- _EXERCISE PROMPT_
Please restate verbatim the lines that open the listing below, ending with the line in which "pub enum TuiMessage" occurs.

- _DATASET EXTRACT_
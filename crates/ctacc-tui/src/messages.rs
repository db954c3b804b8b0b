//! TUI message types (Elm Messages).

use crate::keymap::KeyAction;

/// Messages that drive the TUI update cycle.
#[derive(Debug, Clone, Copy, PartialEq)]
pub enum TuiMessage {
    /// Key press mapped to an action.
    KeyPress(KeyAction),
    /// Set the part length directly, in mm. Clamped and snapped.
    SetLength(f64),
    /// Terminal resized; triggers a redraw.
    Resize,
    /// Tick event for periodic redraws.
    Tick,
    /// Quit the application.
    Quit,
}
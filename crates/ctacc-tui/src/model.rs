//! TUI application model (Elm architecture).

use std::io;
use std::time::Duration;

use crossterm::event::{self, Event, KeyEventKind};
use crossterm::execute;
use crossterm::terminal::{self, EnterAlternateScreen, LeaveAlternateScreen};
use ratatui::backend::CrosstermBackend;
use ratatui::layout::{Constraint, Direction, Layout, Rect};
use ratatui::Terminal;
use tracing::debug;

use ctacc_core::catalog::Catalog;
use ctacc_core::constants::PAGE_STEPS;
use ctacc_core::range::LengthRange;
use ctacc_core::ranking::{Ranking, Summary};
use ctacc_core::AccuracyError;

use crate::chart::render_chart;
use crate::details::render_details;
use crate::error::TuiError;
use crate::footer::render_footer;
use crate::header::render_header;
use crate::keymap::{map_key, KeyAction};
use crate::messages::TuiMessage;
use crate::parameters::render_parameters;
use crate::styles::ColorTheme;
use crate::table::{render_table, table_height};

const PARAMETERS_WIDTH: u16 = 30;
const DETAILS_WIDTH: u16 = 34;
const TICK_RATE: Duration = Duration::from_millis(250);

/// Panel rectangles for one frame.
#[derive(Debug, Clone, Copy, PartialEq, Eq)]
pub struct AppLayout {
    pub header: Rect,
    pub parameters: Rect,
    pub comparison: Rect,
    /// `None` when the details panel is hidden.
    pub details: Option<Rect>,
    pub footer: Rect,
}

/// TUI application state (Elm Model).
pub struct TuiApp {
    /// Whether the app should quit.
    pub should_quit: bool,
    /// Show details toggle.
    pub show_details: bool,
    /// Highlighted table row, as a rank index.
    pub selected: Option<usize>,
    catalog: Catalog,
    range: LengthRange,
    length: f64,
    ranking: Ranking,
    summary: Summary,
    theme: ColorTheme,
    recomputes: u64,
}

impl TuiApp {
    /// Create the model at `length`, clamped onto `range`.
    pub fn new(catalog: Catalog, range: LengthRange, length: f64) -> Result<Self, AccuracyError> {
        let length = range.clamp(length)?;
        let ranking = catalog.rank(length)?;
        let summary = ranking.summary()?;
        Ok(Self {
            should_quit: false,
            show_details: true,
            selected: None,
            catalog,
            range,
            length,
            ranking,
            summary,
            theme: ColorTheme::default(),
            recomputes: 0,
        })
    }

    /// Current part length in mm.
    #[must_use]
    pub fn length(&self) -> f64 {
        self.length
    }

    /// Ranking for the current length.
    #[must_use]
    pub fn ranking(&self) -> &Ranking {
        &self.ranking
    }

    #[must_use]
    pub fn summary(&self) -> &Summary {
        &self.summary
    }

    /// Number of times the ranking was recomputed after startup.
    #[must_use]
    pub fn recompute_count(&self) -> u64 {
        self.recomputes
    }

    /// Move to a new length and recompute. Unchanged lengths are a no-op.
    #[allow(clippy::float_cmp)] // both sides are snapped to the step grid
    pub fn set_length(&mut self, length: f64) -> Result<(), AccuracyError> {
        let length = self.range.clamp(length)?;
        if length == self.length {
            return Ok(());
        }
        let ranking = self.catalog.rank(length)?;
        let summary = ranking.summary()?;
        self.length = length;
        self.ranking = ranking;
        self.summary = summary;
        self.recomputes += 1;
        debug!(
            length,
            best = self.summary.best_total,
            delta = self.summary.delta,
            "ranking recomputed"
        );
        Ok(())
    }

    /// Handle a single message (Elm Update).
    pub fn handle_message(&mut self, msg: TuiMessage) -> Result<(), AccuracyError> {
        match msg {
            TuiMessage::KeyPress(action) => self.handle_key_action(action)?,
            TuiMessage::SetLength(length) => self.set_length(length)?,
            // The next draw picks up the new size from the frame
            TuiMessage::Resize | TuiMessage::Tick => {}
            TuiMessage::Quit => self.should_quit = true,
        }
        Ok(())
    }

    /// Handle a keyboard action.
    pub fn handle_key_action(&mut self, action: KeyAction) -> Result<(), AccuracyError> {
        match action {
            KeyAction::Quit => self.should_quit = true,
            KeyAction::Increase => self.set_length(self.range.step_up(self.length, 1))?,
            KeyAction::Decrease => self.set_length(self.range.step_down(self.length, 1))?,
            KeyAction::PageIncrease => {
                self.set_length(self.range.step_up(self.length, PAGE_STEPS))?;
            }
            KeyAction::PageDecrease => {
                self.set_length(self.range.step_down(self.length, PAGE_STEPS))?;
            }
            KeyAction::Min => self.set_length(self.range.min)?,
            KeyAction::Max => self.set_length(self.range.max)?,
            KeyAction::SelectPrev => self.select_prev(),
            KeyAction::SelectNext => self.select_next(),
            KeyAction::ToggleDetails => self.show_details = !self.show_details,
            KeyAction::None => {}
        }
        Ok(())
    }

    fn select_prev(&mut self) {
        let last = self.ranking.results().len() - 1;
        self.selected = Some(match self.selected {
            None => last,
            Some(i) => i.saturating_sub(1),
        });
    }

    fn select_next(&mut self) {
        let last = self.ranking.results().len() - 1;
        self.selected = Some(match self.selected {
            None => 0,
            Some(i) => (i + 1).min(last),
        });
    }

    /// Split the screen into header, three body columns and footer.
    #[must_use]
    pub fn compute_layout(area: Rect, show_details: bool) -> AppLayout {
        let outer = Layout::default()
            .direction(Direction::Vertical)
            .constraints([
                Constraint::Length(3), // header
                Constraint::Min(5),    // body
                Constraint::Length(2), // footer
            ])
            .split(area);

        let mut columns = vec![Constraint::Length(PARAMETERS_WIDTH), Constraint::Min(20)];
        if show_details {
            columns.push(Constraint::Length(DETAILS_WIDTH));
        }
        let body = Layout::default()
            .direction(Direction::Horizontal)
            .constraints(columns)
            .split(outer[1]);

        AppLayout {
            header: outer[0],
            parameters: body[0],
            comparison: body[1],
            details: show_details.then(|| body[2]),
            footer: outer[2],
        }
    }

    /// Split the comparison column into table (top) and chart (bottom).
    #[must_use]
    pub fn compute_comparison_layout(area: Rect, table_rows: u16) -> (Rect, Rect) {
        let chunks = Layout::default()
            .direction(Direction::Vertical)
            .constraints([Constraint::Length(table_rows), Constraint::Min(3)])
            .split(area);
        (chunks[0], chunks[1])
    }

    /// Render the full TUI view.
    pub fn render(&self, frame: &mut ratatui::Frame) {
        let layout = Self::compute_layout(frame.area(), self.show_details);

        render_header(frame, layout.header, &self.theme);
        render_parameters(frame, layout.parameters, &self.ranking, &self.range, &self.theme);

        let (table_area, chart_area) =
            Self::compute_comparison_layout(layout.comparison, table_height(&self.ranking));
        render_table(frame, table_area, &self.ranking, self.selected, &self.theme);
        render_chart(frame, chart_area, &self.ranking, &self.theme);

        if let Some(details_area) = layout.details {
            render_details(frame, details_area, &self.ranking, &self.summary, &self.theme);
        }

        render_footer(frame, layout.footer);
    }

    /// Set up the terminal for TUI mode.
    pub fn setup_terminal() -> io::Result<Terminal<CrosstermBackend<io::Stdout>>> {
        terminal::enable_raw_mode()?;
        let mut stdout = io::stdout();
        execute!(stdout, EnterAlternateScreen)?;
        let backend = CrosstermBackend::new(stdout);
        Terminal::new(backend)
    }

    /// Tear down the terminal, restoring normal mode.
    pub fn teardown_terminal(
        terminal: &mut Terminal<CrosstermBackend<io::Stdout>>,
    ) -> io::Result<()> {
        terminal::disable_raw_mode()?;
        execute!(terminal.backend_mut(), LeaveAlternateScreen)?;
        terminal.show_cursor()?;
        Ok(())
    }

    /// Run the TUI event loop.
    ///
    /// The terminal is restored even when the loop fails; the loop's error
    /// wins over a teardown error.
    pub fn run(&mut self) -> Result<(), TuiError> {
        let mut terminal = Self::setup_terminal()?;
        let result = self.event_loop(&mut terminal);
        let teardown = Self::teardown_terminal(&mut terminal);
        result?;
        teardown?;
        Ok(())
    }

    fn event_loop(
        &mut self,
        terminal: &mut Terminal<CrosstermBackend<io::Stdout>>,
    ) -> Result<(), TuiError> {
        loop {
            terminal.draw(|frame| self.render(frame))?;

            if self.should_quit {
                return Ok(());
            }

            let msg = if event::poll(TICK_RATE)? {
                match event::read()? {
                    Event::Key(key) if key.kind == KeyEventKind::Press => {
                        TuiMessage::KeyPress(map_key(key))
                    }
                    Event::Resize(..) => TuiMessage::Resize,
                    _ => continue,
                }
            } else {
                TuiMessage::Tick
            };
            self.handle_message(msg)?;
        }
    }
}
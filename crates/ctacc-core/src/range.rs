//! Bounded, stepped part-length control.

use crate::calculator::AccuracyError;
use crate::constants::{DEFAULT_LENGTH_MM, LENGTH_STEP_MM, MAX_LENGTH_MM, MIN_LENGTH_MM};

/// The range of part lengths a user can select.
#[derive(Debug, Clone, Copy, PartialEq)]
pub struct LengthRange {
    /// Lower bound in mm.
    pub min: f64,
    /// Upper bound in mm.
    pub max: f64,
    /// Increment in mm.
    pub step: f64,
}

impl Default for LengthRange {
    fn default() -> Self {
        Self {
            min: MIN_LENGTH_MM,
            max: MAX_LENGTH_MM,
            step: LENGTH_STEP_MM,
        }
    }
}

impl LengthRange {
    /// Create a range. Bounds must be finite with `0 <= min < max`, and `step > 0`.
    pub fn new(min: f64, max: f64, step: f64) -> Result<Self, AccuracyError> {
        let valid = min.is_finite()
            && max.is_finite()
            && step.is_finite()
            && min >= 0.0
            && min < max
            && step > 0.0;
        if !valid {
            return Err(AccuracyError::InvalidInput(format!(
                "invalid length range {min}..={max} step {step}"
            )));
        }
        Ok(Self { min, max, step })
    }

    /// Initial value: the default length, brought into this range.
    #[must_use]
    pub fn initial(&self) -> f64 {
        self.snap(DEFAULT_LENGTH_MM)
    }

    /// Validate a user-supplied length and bring it onto the range.
    ///
    /// Non-finite and negative values are rejected; anything else is clamped
    /// to the bounds and snapped to the nearest step.
    pub fn clamp(&self, value: f64) -> Result<f64, AccuracyError> {
        if !value.is_finite() || value < 0.0 {
            return Err(AccuracyError::InvalidInput(format!(
                "part length must be finite and non-negative, got {value}"
            )));
        }
        Ok(self.snap(value))
    }

    /// Move up by `steps` increments, saturating at `max`.
    #[must_use]
    pub fn step_up(&self, value: f64, steps: u32) -> f64 {
        self.snap(value + self.step * f64::from(steps))
    }

    /// Move down by `steps` increments, saturating at `min`.
    #[must_use]
    pub fn step_down(&self, value: f64, steps: u32) -> f64 {
        self.snap(value - self.step * f64::from(steps))
    }

    /// Position of `value` within the range, in `[0, 1]`.
    #[must_use]
    pub fn ratio(&self, value: f64) -> f64 {
        ((value - self.min) / (self.max - self.min)).clamp(0.0, 1.0)
    }

    fn snap(&self, value: f64) -> f64 {
        let clamped = value.clamp(self.min, self.max);
        let steps = ((clamped - self.min) / self.step).round();
        (self.min + steps * self.step).min(self.max)
    }
}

- _REPLY TO THE EXERCISE_
filename crates/ctacc-tui/src/messages.rs
repository db954c3b804b8b0b
//! TUI message types (Elm Messages).

use crate::keymap::KeyAction;

/// Messages that drive the TUI update cycle.
#[derive(Debug, Clone, Copy, PartialEq)]
pub enum TuiMessage {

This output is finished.